• Task brief:
For the entries below, count the lines that contain the word "PartialEq" and reply with that number only.

= = = =

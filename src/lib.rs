pub mod config;
pub mod database;
pub mod dto;
pub mod error;
pub mod middleware;
pub mod models;
pub mod routes;
pub mod services;
pub mod utils;

use crate::config::QuestionSourceKind;
use crate::services::{
    content_service::ContentService,
    question_source::{PgQuestionBank, QuestionSource, RemoteQuestionSource},
    quiz_session_store::QuizSessionStore,
    result_recorder::{PgResultRecorder, ResultRecorder},
    tutor_service::TutorService,
    user_service::UserService,
};
use reqwest::Client;
use sqlx::PgPool;
use std::sync::Arc;
use std::time::Duration;

#[derive(Clone)]
pub struct AppState {
    pub pool: PgPool,
    pub question_source: Arc<dyn QuestionSource>,
    pub result_recorder: Arc<dyn ResultRecorder>,
    pub quiz_sessions: QuizSessionStore,
    pub content_service: ContentService,
    pub user_service: UserService,
    pub tutor_service: TutorService,
}

impl AppState {
    pub fn new(pool: PgPool) -> Self {
        let config = crate::config::get_config();
        let http_client = Client::builder()
            .timeout(Duration::from_secs(60))
            .build()
            .unwrap_or_else(|_| Client::new());

        let question_source: Arc<dyn QuestionSource> =
            match (config.question_source, config.ai_service_url.as_deref()) {
                (QuestionSourceKind::Remote, Some(url)) => {
                    Arc::new(RemoteQuestionSource::new(
                        url,
                        http_client.clone(),
                        config.max_quiz_questions,
                    ))
                }
                _ => Arc::new(PgQuestionBank::new(pool.clone(), config.max_quiz_questions)),
            };
        let result_recorder = Arc::new(PgResultRecorder::new(pool.clone()));
        let tutor_service = TutorService::new(config.ai_service_url.clone(), http_client);

        Self::with_backends(pool, question_source, result_recorder, tutor_service)
    }

    pub fn with_backends(
        pool: PgPool,
        question_source: Arc<dyn QuestionSource>,
        result_recorder: Arc<dyn ResultRecorder>,
        tutor_service: TutorService,
    ) -> Self {
        Self {
            content_service: ContentService::new(pool.clone()),
            user_service: UserService::new(pool.clone()),
            quiz_sessions: QuizSessionStore::new(),
            pool,
            question_source,
            result_recorder,
            tutor_service,
        }
    }
}
mod common;

use std::sync::Arc;

use axum::{
    body::Body,
    http::{Request, StatusCode},
    middleware::from_fn,
    routing::post,
    Router,
};
use examprep_backend::{
    middleware::auth::require_bearer_auth,
    routes,
    services::{
        question_source::PgQuestionBank, result_recorder::PgResultRecorder,
        tutor_service::TutorService,
    },
    AppState,
};
use serde_json::json;
use tower::ServiceExt;
use uuid::Uuid;
use wiremock::{
    matchers::{body_json, method, path},
    Mock, MockServer, ResponseTemplate,
};

use common::{init_test_config, lazy_pool, read_json, token_for};

fn app(tutor_url: Option<String>) -> Router {
    init_test_config();
    let pool = lazy_pool();
    let state = AppState::with_backends(
        pool.clone(),
        Arc::new(PgQuestionBank::new(pool.clone(), 10)),
        Arc::new(PgResultRecorder::new(pool)),
        TutorService::new(tutor_url, reqwest::Client::new()),
    );
    Router::new()
        .route("/api/ai/ask", post(routes::tutor::ask))
        .layer(from_fn(require_bearer_auth))
        .with_state(state)
}

async fn ask(app: Router, query: &str) -> axum::response::Response {
    let req = Request::builder()
        .method("POST")
        .uri("/api/ai/ask")
        .header("authorization", token_for(Uuid::new_v4(), "student"))
        .header("content-type", "application/json")
        .body(Body::from(json!({ "query": query }).to_string()))
        .unwrap();
    app.oneshot(req).await.unwrap()
}

#[tokio::test]
async fn answer_is_relayed_from_the_ai_service() {
    let server = MockServer::start().await;
    Mock::given(method("POST"))
        .and(path("/api/ai/ask"))
        .and(body_json(json!({ "query": "Who drafted the Indian constitution?" })))
        .respond_with(
            ResponseTemplate::new(200).set_body_json(json!({ "answer": "B. R. Ambedkar chaired the drafting committee." })),
        )
        .expect(1)
        .mount(&server)
        .await;

    let resp = ask(app(Some(format!("{}/", server.uri()))), "  Who drafted the Indian constitution?  ").await;
    assert_eq!(resp.status(), StatusCode::OK);
    let body = read_json(resp).await;
    assert_eq!(body["answer"], "B. R. Ambedkar chaired the drafting committee.");
}

#[tokio::test]
async fn upstream_rate_limit_is_passed_through() {
    let server = MockServer::start().await;
    Mock::given(method("POST"))
        .and(path("/api/ai/ask"))
        .respond_with(ResponseTemplate::new(429))
        .mount(&server)
        .await;

    let resp = ask(app(Some(server.uri())), "Explain the Narmada dam dispute").await;
    assert_eq!(resp.status(), StatusCode::TOO_MANY_REQUESTS);
}

#[tokio::test]
async fn upstream_failure_is_a_bad_gateway() {
    let server = MockServer::start().await;
    Mock::given(method("POST"))
        .and(path("/api/ai/ask"))
        .respond_with(ResponseTemplate::new(500).set_body_string("boom"))
        .mount(&server)
        .await;

    let resp = ask(app(Some(server.uri())), "What is GDP deflator?").await;
    assert_eq!(resp.status(), StatusCode::BAD_GATEWAY);
}

#[tokio::test]
async fn unconfigured_tutor_and_blank_questions() {
    let resp = ask(app(None), "Anything").await;
    assert_eq!(resp.status(), StatusCode::SERVICE_UNAVAILABLE);

    let resp = ask(app(None), "   ").await;
    assert_eq!(resp.status(), StatusCode::BAD_REQUEST);

    let resp = ask(app(None), "").await;
    assert_eq!(resp.status(), StatusCode::BAD_REQUEST);
}
pub mod validation;
pub mod video;
use crate::error::QuizError;
use serde::{Deserialize, Serialize};

pub const MIN_OPTIONS: usize = 2;

/// A question exactly as a question source delivered it. Every field is
/// optional because the remote bank is not trusted to honour the schema.
#[derive(Debug, Clone, Default, PartialEq, Serialize, Deserialize)]
pub struct RawQuestion {
    #[serde(default)]
    pub id: Option<i64>,
    #[serde(default, alias = "question_text")]
    pub question: Option<String>,
    #[serde(default)]
    pub options: Option<Vec<String>>,
    #[serde(default)]
    pub correct_answer: Option<i64>,
    #[serde(default)]
    pub explanation: Option<String>,
}

#[derive(Debug, Clone, PartialEq, Eq, Serialize, Deserialize)]
pub struct Question {
    pub id: i64,
    pub prompt: String,
    pub options: Vec<String>,
    pub correct_option: usize,
    pub explanation: String,
}

impl Question {
    /// Checks the structural invariants of one fetched record. `index` is the
    /// record's position in its batch; it doubles as a fallback identifier.
    pub fn from_raw(index: usize, raw: RawQuestion) -> Result<Self, QuizError> {
        let prompt = raw
            .question
            .map(|q| q.trim().to_string())
            .filter(|q| !q.is_empty())
            .ok_or_else(|| QuizError::malformed(index, "missing question text"))?;

        let options = raw
            .options
            .ok_or_else(|| QuizError::malformed(index, "missing options"))?;
        if options.len() < MIN_OPTIONS {
            return Err(QuizError::malformed(
                index,
                format!("expected at least {} options, got {}", MIN_OPTIONS, options.len()),
            ));
        }

        let correct = raw
            .correct_answer
            .ok_or_else(|| QuizError::malformed(index, "missing correct answer"))?;
        let correct_option = usize::try_from(correct)
            .ok()
            .filter(|c| *c < options.len())
            .ok_or_else(|| {
                QuizError::malformed(
                    index,
                    format!(
                        "correct answer {} is outside {} options",
                        correct,
                        options.len()
                    ),
                )
            })?;

        let fallback_id = (index as i64) + 1;
        Ok(Self {
            id: raw.id.unwrap_or(fallback_id),
            prompt,
            options,
            correct_option,
            explanation: raw.explanation.unwrap_or_default(),
        })
    }

    pub fn is_correct(&self, option_index: usize) -> bool {
        self.correct_option == option_index
    }
}

/// Validates a whole batch. One bad record rejects the batch; an empty batch
/// is reported separately so callers can tell "nothing there" from "broken".
pub fn validate_batch(topic: &str, raw: Vec<RawQuestion>) -> Result<Vec<Question>, QuizError> {
    if raw.is_empty() {
        return Err(QuizError::EmptyResult(topic.to_string()));
    }
    raw.into_iter()
        .enumerate()
        .map(|(idx, q)| Question::from_raw(idx, q))
        .collect()
}
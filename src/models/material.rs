use chrono::{DateTime, Utc};
use serde::{Deserialize, Serialize};
use sqlx::FromRow;
use uuid::Uuid;

#[derive(Debug, Clone, Copy, Default, PartialEq, Eq, Serialize, Deserialize)]
#[serde(rename_all = "snake_case")]
pub enum ContentType {
    #[default]
    Material,
    Syllabus,
    Pyp,
}

impl ContentType {
    pub fn as_str(&self) -> &'static str {
        match self {
            ContentType::Material => "material",
            ContentType::Syllabus => "syllabus",
            ContentType::Pyp => "pyp",
        }
    }
}

#[derive(Debug, Clone, Serialize, Deserialize, FromRow)]
pub struct Material {
    pub id: i32,
    pub title: String,
    pub category: Option<String>,
    pub subject: Option<String>,
    pub content_type: String,
    pub file_url: Option<String>,
    pub exam_year: Option<i32>,
    pub exam_name: Option<String>,
    pub uploaded_by: Option<Uuid>,
    pub created_at: Option<DateTime<Utc>>,
}
use url::Url;
use validator::ValidationError;

/// Stored file links must be absolute http(s) URLs pointing at the blob store.
pub fn validate_http_url(value: &str) -> Result<(), ValidationError> {
    match Url::parse(value) {
        Ok(url) if matches!(url.scheme(), "http" | "https") && url.host_str().is_some() => Ok(()),
        _ => Err(ValidationError::new("invalid_http_url")),
    }
}
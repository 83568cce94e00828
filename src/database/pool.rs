use crate::config::get_config;
use crate::error::Result;
use sqlx::{postgres::PgPoolOptions, PgPool};
use std::time::Duration;

pub async fn create_pool() -> Result<PgPool> {
    let config = get_config();
    let pool = PgPoolOptions::new()
        .max_connections(config.database_max_connections)
        .acquire_timeout(Duration::from_secs(30))
        .connect(&config.database_url)
        .await?;
    tracing::info!(max_connections = config.database_max_connections, "database pool ready");
    Ok(pool)
}

pub async fn run_migrations(pool: &PgPool) -> Result<()> {
    sqlx::migrate!("./migrations")
        .run(pool)
        .await
        .map_err(|e| crate::error::Error::Internal(format!("migration failed: {}", e)))?;
    Ok(())
}
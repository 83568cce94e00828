use chrono::{DateTime, Utc};
use rust_decimal::Decimal;
use serde::{Deserialize, Serialize};
use sqlx::FromRow;
use uuid::Uuid;

#[derive(Debug, Clone, Serialize, Deserialize, FromRow)]
pub struct QuizResult {
    pub id: Uuid,
    pub attempt_id: Uuid,
    pub user_id: Uuid,
    pub topic: String,
    pub score: i32,
    pub question_count: i32,
    pub accuracy: Decimal,
    pub created_at: Option<DateTime<Utc>>,
}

= = = =

• Answer space:
3